___ Source records ___

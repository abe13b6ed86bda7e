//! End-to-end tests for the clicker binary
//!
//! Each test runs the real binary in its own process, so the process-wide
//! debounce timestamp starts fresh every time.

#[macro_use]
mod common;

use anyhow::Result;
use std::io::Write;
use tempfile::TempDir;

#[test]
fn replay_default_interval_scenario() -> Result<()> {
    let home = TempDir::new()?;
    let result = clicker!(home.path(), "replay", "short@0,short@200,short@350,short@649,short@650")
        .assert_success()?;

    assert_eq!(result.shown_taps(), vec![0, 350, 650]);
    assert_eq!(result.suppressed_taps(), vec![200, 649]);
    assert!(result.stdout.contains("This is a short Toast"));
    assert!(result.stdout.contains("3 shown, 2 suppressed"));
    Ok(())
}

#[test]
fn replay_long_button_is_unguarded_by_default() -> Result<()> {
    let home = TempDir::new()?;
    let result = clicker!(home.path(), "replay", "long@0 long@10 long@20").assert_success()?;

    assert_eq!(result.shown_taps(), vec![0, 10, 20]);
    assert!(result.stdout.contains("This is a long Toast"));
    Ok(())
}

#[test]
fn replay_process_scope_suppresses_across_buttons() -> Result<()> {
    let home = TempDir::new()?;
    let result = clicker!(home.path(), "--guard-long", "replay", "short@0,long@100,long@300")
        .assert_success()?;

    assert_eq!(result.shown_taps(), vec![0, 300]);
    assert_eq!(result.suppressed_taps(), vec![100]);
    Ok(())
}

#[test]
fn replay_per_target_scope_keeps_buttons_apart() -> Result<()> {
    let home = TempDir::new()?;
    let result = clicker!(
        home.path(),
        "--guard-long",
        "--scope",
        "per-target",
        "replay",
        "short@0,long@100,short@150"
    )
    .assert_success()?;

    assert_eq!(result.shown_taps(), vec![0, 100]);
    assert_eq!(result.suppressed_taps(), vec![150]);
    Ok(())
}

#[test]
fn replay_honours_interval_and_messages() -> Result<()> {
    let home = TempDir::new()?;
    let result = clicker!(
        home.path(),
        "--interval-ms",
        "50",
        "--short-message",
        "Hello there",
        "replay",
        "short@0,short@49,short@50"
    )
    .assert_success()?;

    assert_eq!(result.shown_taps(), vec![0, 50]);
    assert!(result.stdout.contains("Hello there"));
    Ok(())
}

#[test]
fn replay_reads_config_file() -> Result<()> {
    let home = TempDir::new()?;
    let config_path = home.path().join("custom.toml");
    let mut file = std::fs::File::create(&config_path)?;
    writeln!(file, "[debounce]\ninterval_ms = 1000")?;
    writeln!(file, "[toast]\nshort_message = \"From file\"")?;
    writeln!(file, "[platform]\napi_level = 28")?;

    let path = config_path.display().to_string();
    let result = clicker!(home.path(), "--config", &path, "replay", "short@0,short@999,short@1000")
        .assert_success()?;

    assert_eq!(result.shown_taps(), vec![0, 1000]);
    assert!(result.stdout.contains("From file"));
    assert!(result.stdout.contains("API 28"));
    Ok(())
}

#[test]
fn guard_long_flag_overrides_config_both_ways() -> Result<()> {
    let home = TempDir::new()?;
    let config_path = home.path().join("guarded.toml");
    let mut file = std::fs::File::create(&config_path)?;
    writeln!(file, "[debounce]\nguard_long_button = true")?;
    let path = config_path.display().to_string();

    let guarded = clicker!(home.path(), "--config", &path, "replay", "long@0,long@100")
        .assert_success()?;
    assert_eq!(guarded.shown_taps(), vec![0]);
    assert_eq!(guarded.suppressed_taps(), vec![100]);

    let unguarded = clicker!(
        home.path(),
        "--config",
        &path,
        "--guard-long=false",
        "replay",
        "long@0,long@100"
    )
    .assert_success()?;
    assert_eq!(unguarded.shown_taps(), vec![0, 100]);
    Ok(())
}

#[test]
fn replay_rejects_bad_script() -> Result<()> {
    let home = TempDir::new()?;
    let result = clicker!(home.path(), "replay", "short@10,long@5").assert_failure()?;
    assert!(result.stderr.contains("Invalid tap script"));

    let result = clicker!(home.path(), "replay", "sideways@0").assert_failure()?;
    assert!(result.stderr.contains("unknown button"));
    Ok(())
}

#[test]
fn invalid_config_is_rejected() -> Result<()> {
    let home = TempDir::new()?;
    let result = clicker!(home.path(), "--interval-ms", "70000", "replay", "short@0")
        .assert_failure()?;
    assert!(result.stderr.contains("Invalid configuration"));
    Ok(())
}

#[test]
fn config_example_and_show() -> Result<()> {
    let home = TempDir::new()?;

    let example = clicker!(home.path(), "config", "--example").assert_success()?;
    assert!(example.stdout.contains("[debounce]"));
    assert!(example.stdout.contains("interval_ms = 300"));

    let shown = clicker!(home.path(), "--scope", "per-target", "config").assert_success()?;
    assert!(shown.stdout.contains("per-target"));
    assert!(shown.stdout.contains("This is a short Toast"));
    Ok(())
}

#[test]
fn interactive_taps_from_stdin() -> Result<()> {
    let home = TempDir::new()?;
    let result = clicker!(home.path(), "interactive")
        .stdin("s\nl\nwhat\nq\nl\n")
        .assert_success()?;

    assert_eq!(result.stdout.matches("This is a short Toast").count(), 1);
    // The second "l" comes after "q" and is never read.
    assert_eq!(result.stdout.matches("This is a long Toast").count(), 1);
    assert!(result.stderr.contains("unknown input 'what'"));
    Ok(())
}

___

- _Action item_: What is wanted is the full set of entries above, reproduced exactly.

- _Answer to the problem_:
repository abe13b6ed86bda7e
//! End-to-end tests for the clicker binary
//!
//! Each test runs the real binary in its own process, so the process-wide
//! debounce timestamp starts fresh every time.

#[macro_use]
mod common;

use anyhow::Result;
use std::io::Write;
use tempfile::TempDir;

#[test]
fn replay_default_interval_scenario() -> Result<()> {
    let home = TempDir::new()?;
    let result = clicker!(home.path(), "replay", "short@0,short@200,short@350,short@649,short@650")
        .assert_success()?;

    assert_eq!(result.shown_taps(), vec![0, 350, 650]);
    assert_eq!(result.suppressed_taps(), vec![200, 649]);
    assert!(result.stdout.contains("This is a short Toast"));
    assert!(result.stdout.contains("3 shown, 2 suppressed"));
    Ok(())
}

#[test]
fn replay_long_button_is_unguarded_by_default() -> Result<()> {
    let home = TempDir::new()?;
    let result = clicker!(home.path(), "replay", "long@0 long@10 long@20").assert_success()?;

    assert_eq!(result.shown_taps(), vec![0, 10, 20]);
    assert!(result.stdout.contains("This is a long Toast"));
    Ok(())
}

#[test]
fn replay_process_scope_suppresses_across_buttons() -> Result<()> {
    let home = TempDir::new()?;
    let result = clicker!(home.path(), "--guard-long", "replay", "short@0,long@100,long@300")
        .assert_success()?;

    assert_eq!(result.shown_taps(), vec![0, 300]);
    assert_eq!(result.suppressed_taps(), vec![100]);
    Ok(())
}

#[test]
fn replay_per_target_scope_keeps_buttons_apart() -> Result<()> {
    let home = TempDir::new()?;
    let result = clicker!(
        home.path(),
        "--guard-long",
        "--scope",
        "per-target",
        "replay",
        "short@0,long@100,short@150"
    )
    .assert_success()?;

    assert_eq!(result.shown_taps(), vec![0, 100]);
    assert_eq!(result.suppressed_taps(), vec![150]);
    Ok(())
}

#[test]
fn replay_honours_interval_and_messages() -> Result<()> {
    let home = TempDir::new()?;
    let result = clicker!(
        home.path(),
        "--interval-ms",
        "50",
        "--short-message",
        "Hello there",
        "replay",
        "short@0,short@49,short@50"
    )
    .assert_success()?;

    assert_eq!(result.shown_taps(), vec![0, 50]);
    assert!(result.stdout.contains("Hello there"));
    Ok(())
}

#[test]
fn replay_reads_config_file() -> Result<()> {
    let home = TempDir::new()?;
    let config_path = home.path().join("custom.toml");
    let mut file = std::fs::File::create(&config_path)?;
    writeln!(file, "[debounce]\ninterval_ms = 1000")?;
    writeln!(file, "[toast]\nshort_message = \"From file\"")?;
    writeln!(file, "[platform]\napi_level = 28")?;

    let path = config_path.display().to_string();
    let result = clicker!(home.path(), "--config", &path, "replay", "short@0,short@999,short@1000")
        .assert_success()?;

    assert_eq!(result.shown_taps(), vec![0, 1000]);
    assert!(result.stdout.contains("From file"));
    assert!(result.stdout.contains("API 28"));
    Ok(())
}

#[test]
fn guard_long_flag_overrides_config_both_ways() -> Result<()> {
    let home = TempDir::new()?;
    let config_path = home.path().join("guarded.toml");
    let mut file = std::fs::File::create(&config_path)?;
    writeln!(file, "[debounce]\nguard_long_button = true")?;
    let path = config_path.display().to_string();

    let guarded = clicker!(home.path(), "--config", &path, "replay", "long@0,long@100")
        .assert_success()?;
    assert_eq!(guarded.shown_taps(), vec![0]);
    assert_eq!(guarded.suppressed_taps(), vec![100]);

    let unguarded = clicker!(
        home.path(),
        "--config",
        &path,
        "--guard-long=false",
        "replay",
        "long@0,long@100"
    )
    .assert_success()?;
    assert_eq!(unguarded.shown_taps(), vec![0, 100]);
    Ok(())
}

#[test]
fn replay_rejects_bad_script() -> Result<()> {
    let home = TempDir::new()?;
    let result = clicker!(home.path(), "replay", "short@10,long@5").assert_failure()?;
    assert!(result.stderr.contains("Invalid tap script"));

    let result = clicker!(home.path(), "replay", "sideways@0").assert_failure()?;
    assert!(result.stderr.contains("unknown button"));
    Ok(())
}

#[test]
fn invalid_config_is_rejected() -> Result<()> {
    let home = TempDir::new()?;
    let result = clicker!(home.path(), "--interval-ms", "70000", "replay", "short@0")
        .assert_failure()?;
    assert!(result.stderr.contains("Invalid configuration"));
    Ok(())
}

#[test]
fn config_example_and_show() -> Result<()> {
    let home = TempDir::new()?;

    let example = clicker!(home.path(), "config", "--example").assert_success()?;
    assert!(example.stdout.contains("[debounce]"));
    assert!(example.stdout.contains("interval_ms = 300"));

    let shown = clicker!(home.path(), "--scope", "per-target", "config").assert_success()?;
    assert!(shown.stdout.contains("per-target"));
    assert!(shown.stdout.contains("This is a short Toast"));
    Ok(())
}

#[test]
fn interactive_taps_from_stdin() -> Result<()> {
    let home = TempDir::new()?;
    let result = clicker!(home.path(), "interactive")
        .stdin("s\nl\nwhat\nq\nl\n")
        .assert_success()?;

    assert_eq!(result.stdout.matches("This is a short Toast").count(), 1);
    // The second "l" comes after "q" and is never read.
    assert_eq!(result.stdout.matches("This is a long Toast").count(), 1);
    assert!(result.stderr.contains("unknown input 'what'"));
    Ok(())
}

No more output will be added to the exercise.